▶ **ACTION ITEM**:
Lines with the word "PermissionLevel" in them are the ones to copy from the records.

Records drawn from a dataset
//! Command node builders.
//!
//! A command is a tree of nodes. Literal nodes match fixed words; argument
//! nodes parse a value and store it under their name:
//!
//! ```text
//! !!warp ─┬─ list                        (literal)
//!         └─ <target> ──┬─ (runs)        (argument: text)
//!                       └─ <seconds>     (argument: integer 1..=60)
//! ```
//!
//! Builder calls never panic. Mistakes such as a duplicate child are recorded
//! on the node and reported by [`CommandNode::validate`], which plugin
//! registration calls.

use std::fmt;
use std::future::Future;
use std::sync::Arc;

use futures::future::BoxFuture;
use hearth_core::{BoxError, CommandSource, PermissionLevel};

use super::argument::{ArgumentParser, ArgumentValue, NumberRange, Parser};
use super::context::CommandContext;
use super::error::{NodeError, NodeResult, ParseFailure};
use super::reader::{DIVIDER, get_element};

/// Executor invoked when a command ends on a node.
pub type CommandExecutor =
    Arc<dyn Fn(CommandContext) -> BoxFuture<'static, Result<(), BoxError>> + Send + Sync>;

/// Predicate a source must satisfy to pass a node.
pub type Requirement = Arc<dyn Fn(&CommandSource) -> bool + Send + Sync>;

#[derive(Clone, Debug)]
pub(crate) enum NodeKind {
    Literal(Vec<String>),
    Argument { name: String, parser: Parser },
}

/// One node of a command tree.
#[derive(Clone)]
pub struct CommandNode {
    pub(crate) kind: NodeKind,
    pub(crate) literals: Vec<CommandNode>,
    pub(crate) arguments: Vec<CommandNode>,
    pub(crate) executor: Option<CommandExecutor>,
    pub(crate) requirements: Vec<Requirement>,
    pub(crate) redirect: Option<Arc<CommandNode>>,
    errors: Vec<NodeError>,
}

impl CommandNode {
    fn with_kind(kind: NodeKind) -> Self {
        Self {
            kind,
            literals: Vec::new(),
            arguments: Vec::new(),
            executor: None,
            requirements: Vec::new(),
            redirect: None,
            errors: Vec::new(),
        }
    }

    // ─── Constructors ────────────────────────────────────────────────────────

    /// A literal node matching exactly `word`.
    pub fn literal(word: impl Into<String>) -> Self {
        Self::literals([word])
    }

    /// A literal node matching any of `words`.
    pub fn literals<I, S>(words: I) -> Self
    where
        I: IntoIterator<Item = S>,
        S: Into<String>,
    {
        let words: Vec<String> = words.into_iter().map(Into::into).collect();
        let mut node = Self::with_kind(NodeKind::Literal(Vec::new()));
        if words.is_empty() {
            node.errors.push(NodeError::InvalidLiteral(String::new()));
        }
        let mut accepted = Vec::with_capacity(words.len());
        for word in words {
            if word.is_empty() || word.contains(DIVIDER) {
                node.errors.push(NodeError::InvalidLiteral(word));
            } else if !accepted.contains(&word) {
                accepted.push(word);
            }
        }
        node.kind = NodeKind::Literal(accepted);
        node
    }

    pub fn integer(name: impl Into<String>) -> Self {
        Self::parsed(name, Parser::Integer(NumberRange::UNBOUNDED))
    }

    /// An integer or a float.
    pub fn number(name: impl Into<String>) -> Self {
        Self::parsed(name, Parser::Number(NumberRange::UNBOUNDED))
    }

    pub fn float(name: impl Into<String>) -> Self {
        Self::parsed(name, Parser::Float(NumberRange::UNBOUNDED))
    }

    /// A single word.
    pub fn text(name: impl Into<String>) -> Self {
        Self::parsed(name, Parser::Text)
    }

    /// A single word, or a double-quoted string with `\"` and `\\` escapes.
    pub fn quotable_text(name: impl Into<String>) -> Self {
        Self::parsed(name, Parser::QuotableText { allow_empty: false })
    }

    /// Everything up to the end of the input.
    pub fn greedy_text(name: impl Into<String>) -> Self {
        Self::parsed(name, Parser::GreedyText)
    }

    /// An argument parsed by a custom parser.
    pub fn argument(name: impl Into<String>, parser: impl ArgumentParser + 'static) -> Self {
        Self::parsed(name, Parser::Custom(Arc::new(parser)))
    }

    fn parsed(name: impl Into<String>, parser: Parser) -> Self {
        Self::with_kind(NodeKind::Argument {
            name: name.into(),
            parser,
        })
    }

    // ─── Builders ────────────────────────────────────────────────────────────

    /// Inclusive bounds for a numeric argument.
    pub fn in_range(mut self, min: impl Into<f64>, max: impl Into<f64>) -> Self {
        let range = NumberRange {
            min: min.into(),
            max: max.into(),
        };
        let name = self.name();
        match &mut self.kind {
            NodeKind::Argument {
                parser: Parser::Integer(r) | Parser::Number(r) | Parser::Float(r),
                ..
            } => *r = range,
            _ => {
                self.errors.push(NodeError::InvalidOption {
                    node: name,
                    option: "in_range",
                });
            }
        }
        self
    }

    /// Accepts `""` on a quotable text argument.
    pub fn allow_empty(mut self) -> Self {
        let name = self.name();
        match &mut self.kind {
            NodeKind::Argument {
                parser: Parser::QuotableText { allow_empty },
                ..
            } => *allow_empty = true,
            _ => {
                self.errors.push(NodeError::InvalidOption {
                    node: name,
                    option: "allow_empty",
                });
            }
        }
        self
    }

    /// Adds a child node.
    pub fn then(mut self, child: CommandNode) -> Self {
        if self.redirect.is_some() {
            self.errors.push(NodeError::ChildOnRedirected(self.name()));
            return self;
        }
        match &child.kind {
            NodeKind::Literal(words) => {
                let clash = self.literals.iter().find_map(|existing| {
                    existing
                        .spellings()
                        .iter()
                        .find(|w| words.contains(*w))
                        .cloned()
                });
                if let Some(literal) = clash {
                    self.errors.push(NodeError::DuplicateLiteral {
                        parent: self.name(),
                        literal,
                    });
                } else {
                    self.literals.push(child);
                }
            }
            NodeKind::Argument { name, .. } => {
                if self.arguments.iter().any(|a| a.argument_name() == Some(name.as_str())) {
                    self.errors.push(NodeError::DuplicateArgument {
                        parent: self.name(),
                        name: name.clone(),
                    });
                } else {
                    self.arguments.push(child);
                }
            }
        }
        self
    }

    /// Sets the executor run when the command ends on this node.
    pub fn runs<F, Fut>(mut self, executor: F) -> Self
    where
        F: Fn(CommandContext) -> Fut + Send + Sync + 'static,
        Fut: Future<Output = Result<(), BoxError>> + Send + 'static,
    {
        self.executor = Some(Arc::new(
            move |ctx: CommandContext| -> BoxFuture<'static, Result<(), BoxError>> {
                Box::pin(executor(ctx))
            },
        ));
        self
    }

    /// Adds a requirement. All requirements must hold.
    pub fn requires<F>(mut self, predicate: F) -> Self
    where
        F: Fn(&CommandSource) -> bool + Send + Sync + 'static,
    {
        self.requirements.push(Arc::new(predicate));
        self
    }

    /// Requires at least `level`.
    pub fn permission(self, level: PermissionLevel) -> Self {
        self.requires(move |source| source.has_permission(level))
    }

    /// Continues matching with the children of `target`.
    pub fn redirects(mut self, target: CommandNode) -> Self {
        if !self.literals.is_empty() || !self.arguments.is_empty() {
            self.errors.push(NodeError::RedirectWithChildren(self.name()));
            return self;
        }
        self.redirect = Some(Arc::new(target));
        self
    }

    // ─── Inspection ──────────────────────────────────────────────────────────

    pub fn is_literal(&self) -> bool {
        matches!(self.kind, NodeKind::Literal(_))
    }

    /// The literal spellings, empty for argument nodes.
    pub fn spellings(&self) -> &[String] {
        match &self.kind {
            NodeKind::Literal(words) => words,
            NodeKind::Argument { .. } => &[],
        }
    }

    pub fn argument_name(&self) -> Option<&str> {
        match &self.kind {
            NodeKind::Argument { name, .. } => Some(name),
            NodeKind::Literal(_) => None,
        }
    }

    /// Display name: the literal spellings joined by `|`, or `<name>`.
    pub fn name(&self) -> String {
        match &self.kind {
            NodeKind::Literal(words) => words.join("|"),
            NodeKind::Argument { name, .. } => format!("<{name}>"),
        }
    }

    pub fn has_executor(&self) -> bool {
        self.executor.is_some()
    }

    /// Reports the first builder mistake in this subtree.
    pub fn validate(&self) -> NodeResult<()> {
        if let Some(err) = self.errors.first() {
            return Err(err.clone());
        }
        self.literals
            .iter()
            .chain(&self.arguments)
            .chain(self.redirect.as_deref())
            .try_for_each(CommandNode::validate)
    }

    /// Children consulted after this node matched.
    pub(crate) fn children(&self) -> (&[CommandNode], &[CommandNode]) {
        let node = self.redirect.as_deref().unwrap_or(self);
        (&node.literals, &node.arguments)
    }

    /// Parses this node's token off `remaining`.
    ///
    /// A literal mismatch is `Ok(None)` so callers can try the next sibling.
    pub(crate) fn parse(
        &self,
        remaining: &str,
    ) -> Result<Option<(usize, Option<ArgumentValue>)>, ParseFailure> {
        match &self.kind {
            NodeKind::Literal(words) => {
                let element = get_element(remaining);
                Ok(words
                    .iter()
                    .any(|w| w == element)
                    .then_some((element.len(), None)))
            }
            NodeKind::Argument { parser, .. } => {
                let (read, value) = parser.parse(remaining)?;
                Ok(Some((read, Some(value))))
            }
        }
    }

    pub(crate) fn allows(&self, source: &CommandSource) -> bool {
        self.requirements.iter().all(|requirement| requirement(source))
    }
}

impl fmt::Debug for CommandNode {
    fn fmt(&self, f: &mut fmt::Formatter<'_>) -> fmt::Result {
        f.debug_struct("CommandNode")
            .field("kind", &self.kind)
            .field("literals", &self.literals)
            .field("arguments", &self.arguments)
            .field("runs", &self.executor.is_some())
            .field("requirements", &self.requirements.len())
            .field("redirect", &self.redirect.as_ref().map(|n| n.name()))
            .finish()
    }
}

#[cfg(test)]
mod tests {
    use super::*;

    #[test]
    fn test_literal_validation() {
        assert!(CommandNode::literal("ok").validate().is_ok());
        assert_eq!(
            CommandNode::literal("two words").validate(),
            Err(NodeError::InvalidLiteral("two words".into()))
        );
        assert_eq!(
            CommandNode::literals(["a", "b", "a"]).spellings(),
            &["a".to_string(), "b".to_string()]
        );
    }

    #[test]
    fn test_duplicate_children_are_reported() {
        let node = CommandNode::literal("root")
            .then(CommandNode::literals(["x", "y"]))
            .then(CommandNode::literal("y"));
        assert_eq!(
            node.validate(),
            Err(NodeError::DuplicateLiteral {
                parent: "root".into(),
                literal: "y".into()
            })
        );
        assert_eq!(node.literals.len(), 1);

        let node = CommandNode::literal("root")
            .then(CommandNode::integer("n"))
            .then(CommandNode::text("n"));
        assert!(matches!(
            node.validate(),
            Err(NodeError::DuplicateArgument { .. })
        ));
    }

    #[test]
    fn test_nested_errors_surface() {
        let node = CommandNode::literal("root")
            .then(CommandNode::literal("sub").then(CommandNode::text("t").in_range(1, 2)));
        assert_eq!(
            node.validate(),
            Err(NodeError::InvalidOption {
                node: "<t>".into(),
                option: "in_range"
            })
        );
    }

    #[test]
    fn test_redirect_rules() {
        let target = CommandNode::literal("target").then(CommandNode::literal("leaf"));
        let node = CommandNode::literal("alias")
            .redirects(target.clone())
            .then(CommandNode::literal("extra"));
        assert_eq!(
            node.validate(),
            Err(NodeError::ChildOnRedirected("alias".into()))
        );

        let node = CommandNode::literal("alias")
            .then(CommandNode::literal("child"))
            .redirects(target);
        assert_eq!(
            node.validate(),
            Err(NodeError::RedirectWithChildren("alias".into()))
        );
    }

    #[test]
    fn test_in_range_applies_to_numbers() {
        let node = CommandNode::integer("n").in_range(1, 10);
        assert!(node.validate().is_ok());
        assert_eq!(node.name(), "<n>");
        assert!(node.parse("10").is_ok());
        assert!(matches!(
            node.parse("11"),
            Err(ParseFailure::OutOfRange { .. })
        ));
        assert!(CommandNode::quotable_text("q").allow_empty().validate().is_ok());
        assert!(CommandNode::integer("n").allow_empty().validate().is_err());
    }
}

▶ **TASK OUTPUT**:
use hearth_core::{BoxError, CommandSource, PermissionLevel};
    pub fn permission(self, level: PermissionLevel) -> Self {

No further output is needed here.